エスファハーンで出会ったザリバフを織るおじいさんと住宅
イランのエスファハーンで、「ザリバフ」という伝統な織物を作っているおじいさんに出会いました。
ザリバブを作って60年の職人さんです。
これがおじいさんの作品です。
ザリバフは非常に高級なシルク織りで、高いものだと80cm×1mほどの大きさで1200US$もします。
壁に飾ったり、テーブルに置いたりするそうです。
ザリバフには2500年以上の歴史がありますが、特に、ササン朝ペルシャの時代や、エスファハーンが世界の半分と言われたサファヴィー朝の時代に、芸術性の高い織物が作られました。
サリバフの糸↓です。
「ザリ」には「金」という意味があるそうで、一番手前が金の糸です。
ザリバブを作っているおじいさんの家↓です。
この伝統的な住宅には、木製の上げ下げ窓「オローシィ」がありました。
「オローシィ」は、上下に開閉するため、ドア周りの場所を取らず、木枠なので軽いため、家や宮殿などさまざまな場所で使われていたようです。
構造的には、木枠の中に重りが入っており、女性でも簡単に大きな重い窓を持ち上げることができるようになっています。
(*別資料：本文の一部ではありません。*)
use std::sync::atomic::{AtomicBool, Ordering};
use std::sync::{Arc, RwLock};
use std::time::Duration;

use async_trait::async_trait;
use bytes::Bytes;
use tokio::select;
use tokio::sync::broadcast::error::RecvError;
use tokio::sync::{broadcast, Mutex, Notify};
use tracing::{trace, warn};

use crate::transport::{Transport, TransportError};

type DropFilter = Arc<dyn Fn(&[u8]) -> bool + Send + Sync>;

/// An in-process 'multicast network': every packet sent by one of its transports is delivered
///  to all open transports, including the sender. A drop filter can be installed to simulate
///  packet loss.
///
/// This is useful for testing, and for running several group nodes inside a single process.
pub struct LoopbackNetwork {
    sender: broadcast::Sender<Bytes>,
    drop_filter: RwLock<Option<DropFilter>>,
}

impl LoopbackNetwork {
    pub fn new() -> Arc<LoopbackNetwork> {
        let (sender, _) = broadcast::channel(4096);
        Arc::new(LoopbackNetwork {
            sender,
            drop_filter: RwLock::new(None),
        })
    }

    pub fn new_transport(self: &Arc<Self>, read_timeout: Duration) -> LoopbackTransport {
        LoopbackTransport {
            network: self.clone(),
            read_timeout,
            receiver: Mutex::new(None),
            is_closed: AtomicBool::new(false),
            close_signal: Notify::new(),
        }
    }

    /// Packets for which the filter returns `true` are dropped for all receivers
    pub fn set_drop_filter(&self, filter: impl Fn(&[u8]) -> bool + Send + Sync + 'static) {
        if let Ok(mut f) = self.drop_filter.write() {
            *f = Some(Arc::new(filter));
        }
    }

    pub fn clear_drop_filter(&self) {
        if let Ok(mut f) = self.drop_filter.write() {
            *f = None;
        }
    }

    fn should_drop(&self, packet: &[u8]) -> bool {
        let filter = match self.drop_filter.read() {
            Ok(f) => f.clone(),
            Err(_) => None,
        };
        filter.map(|f| f(packet)).unwrap_or(false)
    }

    fn publish(&self, packet: &[u8]) {
        if self.should_drop(packet) {
            trace!("loopback network: dropping packet");
            return;
        }
        // an error only means that there is currently no open transport
        let _ = self.sender.send(Bytes::copy_from_slice(packet));
    }
}

pub struct LoopbackTransport {
    network: Arc<LoopbackNetwork>,
    read_timeout: Duration,
    receiver: Mutex<Option<broadcast::Receiver<Bytes>>>,
    is_closed: AtomicBool,
    close_signal: Notify,
}

#[async_trait]
impl Transport for LoopbackTransport {
    async fn open(&self) -> Result<(), TransportError> {
        let mut receiver = self.receiver.lock().await;
        if receiver.is_none() {
            *receiver = Some(self.network.sender.subscribe());
        }
        self.is_closed.store(false, Ordering::Release);
        Ok(())
    }

    async fn send(&self, packet: &[u8]) -> Result<(), TransportError> {
        if self.is_closed.load(Ordering::Acquire) {
            return Err(TransportError::Closed);
        }
        self.network.publish(packet);
        Ok(())
    }

    async fn receive(&self) -> Result<Bytes, TransportError> {
        if self.is_closed.load(Ordering::Acquire) {
            return Err(TransportError::Closed);
        }

        let mut lock = self.receiver.lock().await;
        let receiver = match lock.as_mut() {
            Some(r) => r,
            None => return Err(TransportError::Closed),
        };

        let deadline = tokio::time::Instant::now() + self.read_timeout;
        loop {
            select! {
                result = tokio::time::timeout_at(deadline, receiver.recv()) => {
                    match result {
                        Err(_) => return Err(TransportError::Timeout),
                        Ok(Ok(packet)) => return Ok(packet),
                        Ok(Err(RecvError::Lagged(num_lost))) => {
                            warn!("loopback receiver lagging behind: {} packets lost", num_lost);
                        }
                        Ok(Err(RecvError::Closed)) => return Err(TransportError::Closed),
                    }
                }
                _ = self.close_signal.notified() => {
                    return Err(TransportError::Closed);
                }
            }
        }
    }

    async fn close(&self) -> Result<(), TransportError> {
        self.is_closed.store(true, Ordering::Release);
        self.close_signal.notify_waiters();
        self.receiver.lock().await.take();
        Ok(())
    }
}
この家の「オローシィ」は、築後200年経った現在でも、不具合なく普通に使用されていました。
機能面だけではなく、外観も風情があってとても素敵ですね。
ついでにといってはなんですが、このあたりの住宅の豆知識をひとつ。
ドアには、異なる2つの形の鉛製ドアノックがつけられています。
住人から聞かれる一般的な説明では、
上のほうにある棒状の重い響きのあるドアノックが男性客用、
ドアの真ん中あたりにあるわっかの形をした軽い音がするドアノックが女性客用で、
家の誰が訪問者の性別を把握して対応するのに役立ったんだそうです。
ただし、取材した建築家の話によると、
実際には、
棒状の重いドほうが、家の者をよく知っている人がならすもの使用するドアノックで、
ドア中央にあるわっかの形をした軽いほうが、未知の人がならすドアノックだったそうです。
どちらの説もそれなりに納得できます。